One body, three mandates merged
The authority pulls together responsibilities that had been spread across several entities: the UAE Artificial Intelligence Office, the Information and Digital Government Sector within the Telecommunications and Digital Government Regulatory Authority, and the Emirates Data Office. Bringing them into a single structure is meant to remove the overlap between bodies that all touched data, AI and online services, and to give the country one place to set rules and standards. It will be led by Omar Sultan Al Olama, the Minister of State for Artificial Intelligence, Digital Economy and Remote Work Applications, who has held the AI brief since 2017.
What it will actually do
On paper the remit is broad. The authority is tasked with developing legislation, strategies and national programmes for AI and data governance, aligning federal and local entities, and lifting the sector's contribution to the national economy. It will also design and run integrated digital government services, manage government data platforms, and set governance frameworks for data quality and sharing across the public sector. Notably, it is asked to coordinate the adoption of agentic AI, the systems that can carry out multi step tasks on a user's behalf rather than simply answering a prompt, as The National reported.

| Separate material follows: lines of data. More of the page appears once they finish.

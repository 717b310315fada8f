//! Evaluation settings with layered loading
//!
//! Precedence (lowest to highest):
//! 1. Compiled defaults
//! 2. Settings file (TOML), when a path is given
//! 3. Environment variables: `TREEGAMI_*` prefix

use std::path::Path;

use config::{Config, ConfigError, Environment, File};
use serde::{Deserialize, Serialize};
use tracing::debug;

use crate::errors::{TreeError, TreeResult};

/// How unfold and fold walk the tree.
#[derive(Debug, Clone, Copy, Default, Serialize, Deserialize, PartialEq, Eq)]
#[serde(rename_all = "lowercase")]
pub enum Strategy {
    /// Plain recursion, depth bounded by the call stack.
    #[default]
    Recursive,
    /// Explicit heap-allocated stack.
    Iterative,
    /// Sibling subtrees evaluated on the rayon pool.
    Parallel,
}

#[derive(Debug, Clone, Default, Serialize, Deserialize, PartialEq, Eq)]
#[serde(default)]
pub struct Settings {
    pub strategy: Strategy,
    /// Maximum number of levels `unfold` may produce; unbounded when unset.
    pub max_depth: Option<usize>,
}

impl Settings {
    /// Load settings from defaults, an optional file and `TREEGAMI_*` env vars.
    ///
    /// A given `path` must exist. Unset keys fall back to [`Settings::default`].
    /// Environment variables take a single `_` after the prefix and `__` as
    /// the nesting separator, e.g. `TREEGAMI_STRATEGY=iterative` or
    /// `TREEGAMI_MAX_DEPTH=4096`.
    pub fn load(path: Option<&Path>) -> TreeResult<Self> {
        let mut builder = Config::builder();

        if let Some(path) = path {
            debug!("Settings::load: file={}", path.display());
            builder = builder.add_source(File::from(path).required(true));
        }

        builder = builder.add_source(
            Environment::with_prefix("TREEGAMI")
                .prefix_separator("_")
                .separator("__")
                .try_parsing(true),
        );

        let config = builder.build().map_err(config_err)?;
        let settings: Self = config.try_deserialize().map_err(config_err)?;
        settings.validate()?;

        debug!(
            "Settings::load: strategy={:?} max_depth={:?}",
            settings.strategy, settings.max_depth
        );
        Ok(settings)
    }

    pub fn validate(&self) -> TreeResult<()> {
        if self.max_depth == Some(0) {
            return Err(TreeError::Config {
                message: "max_depth must be at least 1".to_string(),
            });
        }
        Ok(())
    }

    pub fn with_strategy(mut self, strategy: Strategy) -> Self {
        self.strategy = strategy;
        self
    }

    pub fn with_max_depth(mut self, max_depth: usize) -> Self {
        self.max_depth = Some(max_depth);
        self
    }
}

fn config_err(e: ConfigError) -> TreeError {
    TreeError::Config {
        message: e.to_string(),
    }
}
use std::sync::Once;

use tracing::{debug, info};
use tracing_subscriber::{
    fmt::{self, format::FmtSpan},
    prelude::*,
    EnvFilter,
};

static TEST_SETUP: Once = Once::new();

/// Installs a global tracing subscriber once per test binary.
///
/// Honors `RUST_LOG`, falling back to `treegami=debug`.
pub fn init_test_setup() {
    TEST_SETUP.call_once(|| {
        setup_test_logging();
        info!("Test Setup complete");
    });
}

fn setup_test_logging() {
    let env_filter =
        EnvFilter::try_from_default_env().unwrap_or_else(|_| EnvFilter::new("treegami=debug"));

    let subscriber = tracing_subscriber::registry().with(
        fmt::layer()
            .with_test_writer()
            .with_target(true)
            .with_thread_names(false)
            .with_span_events(FmtSpan::CLOSE)
            .with_filter(env_filter),
    );

    // Only set if we haven't already set a global subscriber
    if tracing::dispatcher::has_been_set() {
        debug!("Tracing subscriber already set");
    } else {
        subscriber.try_init().unwrap_or_else(|e| {
            eprintln!("Error: Failed to set up logging: {}", e);
        });
    }
}

#[cfg(test)]
mod tests {
    use super::*;

    #[test]
    fn test_init_test_setup() {
        init_test_setup();
        init_test_setup();
    }
}
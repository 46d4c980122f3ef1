use crate::error::ConfigError;

/// 测试套件
#[derive(Debug, Clone, Copy, PartialEq, Eq, Hash)]
pub enum SuiteKind {
    /// IS-04 Query API 发现
    Is0404,
    /// IS-05 连接管理
    Is0503,
}

impl SuiteKind {
    pub const ALL: [SuiteKind; 2] = [SuiteKind::Is0404, SuiteKind::Is0503];

    /// 获取标准名称
    pub fn name(self) -> &'static str {
        match self {
            SuiteKind::Is0404 => "IS-04-04",
            SuiteKind::Is0503 => "IS-05-03",
        }
    }

    /// 从命令行参数解析（精确匹配，忽略大小写）
    pub fn parse(s: &str) -> Result<Self, ConfigError> {
        Self::ALL
            .into_iter()
            .find(|k| k.name().eq_ignore_ascii_case(s.trim()))
            .ok_or_else(|| ConfigError::UnknownSuite(s.to_string()))
    }
}

impl std::fmt::Display for SuiteKind {
    fn fmt(&self, f: &mut std::fmt::Formatter<'_>) -> std::fmt::Result {
        write!(f, "{}", self.name())
    }
}
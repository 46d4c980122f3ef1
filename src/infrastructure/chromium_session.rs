//! chromiumoxide 实现的浏览器会话
//!
//! 元素查询全部通过页面内 JS 完成，定位方式翻译成 `document` 上的查询表达式

use async_trait::async_trait;
use chromiumoxide::Browser;
use tokio::sync::Mutex;
use tokio::task::JoinHandle;
use tracing::{debug, warn};

use crate::browser::{BrowserSession, Locator};
use crate::error::DriverError;
use crate::infrastructure::JsExecutor;

/// 会话来源
enum Ownership {
    /// 自己启动的浏览器，关闭时整个退出
    Launched(Browser),
    /// 连接到已运行的浏览器，关闭时只关页面
    Attached(Browser),
}

pub struct ChromiumSession {
    executor: JsExecutor,
    ownership: Mutex<Option<Ownership>>,
    handler: JoinHandle<()>,
}

impl ChromiumSession {
    pub fn launched(browser: Browser, executor: JsExecutor, handler: JoinHandle<()>) -> Self {
        Self {
            executor,
            ownership: Mutex::new(Some(Ownership::Launched(browser))),
            handler,
        }
    }

    pub fn attached(browser: Browser, executor: JsExecutor, handler: JoinHandle<()>) -> Self {
        Self {
            executor,
            ownership: Mutex::new(Some(Ownership::Attached(browser))),
            handler,
        }
    }
}

/// 生成返回元素数组的 JS 表达式
fn collect_expr(locator: &Locator) -> Result<String, DriverError> {
    Ok(match locator {
        Locator::Name(name) => format!(
            "Array.from(document.getElementsByName({}))",
            serde_json::to_string(name)?
        ),
        Locator::Css(selector) => format!(
            "Array.from(document.querySelectorAll({}))",
            serde_json::to_string(selector)?
        ),
        Locator::LinkText(text) => format!(
            "Array.from(document.querySelectorAll('a')).filter(a => a.innerText.trim() === {})",
            serde_json::to_string(text)?
        ),
        Locator::XPath(xpath) => format!(
            r#"(() => {{
                const snap = document.evaluate({}, document, null, XPathResult.ORDERED_NODE_SNAPSHOT_TYPE, null);
                const out = [];
                for (let i = 0; i < snap.snapshotLength; i++) out.push(snap.snapshotItem(i));
                return out;
            }})()"#,
            serde_json::to_string(xpath)?
        ),
    })
}

#[async_trait]
impl BrowserSession for ChromiumSession {
    async fn goto(&self, url: &str) -> Result<(), DriverError> {
        self.executor.goto(url).await
    }

    async fn count(&self, locator: &Locator) -> Result<usize, DriverError> {
        let js = format!("{}.length", collect_expr(locator)?);
        self.executor.eval_as(js).await
    }

    async fn texts(&self, locator: &Locator) -> Result<Vec<String>, DriverError> {
        let js = format!(
            "{}.map(e => (e.innerText || e.textContent || '').trim())",
            collect_expr(locator)?
        );
        self.executor.eval_as(js).await
    }

    async fn attributes(&self, locator: &Locator, name: &str) -> Result<Vec<Option<String>>, DriverError> {
        // value / checked 以 DOM 属性为准，React 受控组件不会回写 attribute
        let js = format!(
            r#"{}.map(e => {{
                const n = {};
                if (n === 'value' && 'value' in e) return String(e.value);
                if (n === 'checked' && 'checked' in e) return String(e.checked);
                return e.getAttribute(n);
            }})"#,
            collect_expr(locator)?,
            serde_json::to_string(name)?
        );
        self.executor.eval_as(js).await
    }

    async fn click(&self, locator: &Locator, index: usize) -> Result<(), DriverError> {
        let js = format!(
            r#"(() => {{
                const el = {}[{}];
                if (!el) return false;
                el.scrollIntoView({{block: 'center'}});
                el.click();
                return true;
            }})()"#,
            collect_expr(locator)?,
            index
        );
        debug!("点击 {} [{}]", locator, index);
        if self.executor.eval_as::<bool>(js).await? {
            Ok(())
        } else {
            Err(DriverError::ElementNotFound(locator.clone()))
        }
    }

    async fn fill(&self, locator: &Locator, text: &str) -> Result<(), DriverError> {
        // 通过原生 setter 写值并派发 input 事件，React 才能感知
        let js = format!(
            r#"(() => {{
                const el = {}[0];
                if (!el) return false;
                const proto = el instanceof HTMLTextAreaElement ? HTMLTextAreaElement.prototype : HTMLInputElement.prototype;
                const setter = Object.getOwnPropertyDescriptor(proto, 'value').set;
                el.focus();
                setter.call(el, {});
                el.dispatchEvent(new Event('input', {{ bubbles: true }}));
                el.dispatchEvent(new Event('change', {{ bubbles: true }}));
                el.blur();
                return true;
            }})()"#,
            collect_expr(locator)?,
            serde_json::to_string(text)?
        );
        if self.executor.eval_as::<bool>(js).await? {
            Ok(())
        } else {
            Err(DriverError::ElementNotFound(locator.clone()))
        }
    }

    async fn close(&self) -> Result<(), DriverError> {
        let Some(ownership) = self.ownership.lock().await.take() else {
            return Ok(());
        };

        let result = match ownership {
            Ownership::Launched(mut browser) => {
                debug!("关闭浏览器");
                let closed = browser.close().await.map(|_| ());
                if let Err(e) = browser.wait().await {
                    warn!("等待浏览器进程退出失败: {}", e);
                }
                closed
            }
            Ownership::Attached(_browser) => {
                debug!("关闭页面（保留外部浏览器）");
                self.executor.page().clone().close().await
            }
        };
        self.handler.abort();
        result.map_err(DriverError::from)
    }
}

impl Drop for ChromiumSession {
    fn drop(&mut self) {
        self.handler.abort();
    }
}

A government reorganised around AI
The launch fits a wider pattern in the federal government. Sheikh Mohammed said the goal was a government that is more efficient, flexible and proactive, using data and AI to speed up decisions and improve services for citizens and residents. The approval followed recent moves to train tens of thousands of federal employees on AI and to push AI assistants deeper into day to day government work, as Emirates 24|7 noted in its coverage of the announcement.
Why it matters
For the Gulf, the significance is institutional rather than technological. Much of the regional story so far has been about money and hardware, the data centres, chips and sovereign stakes in foreign labs. Creating a cabinet level authority to own data, AI and digital services together is a bet that the harder work is coordination: making sure rules, platforms and services line up across a federation of seven emirates. Whether the new body reduces friction or simply adds another layer will show up in how quickly services improve, not in the announcement itself.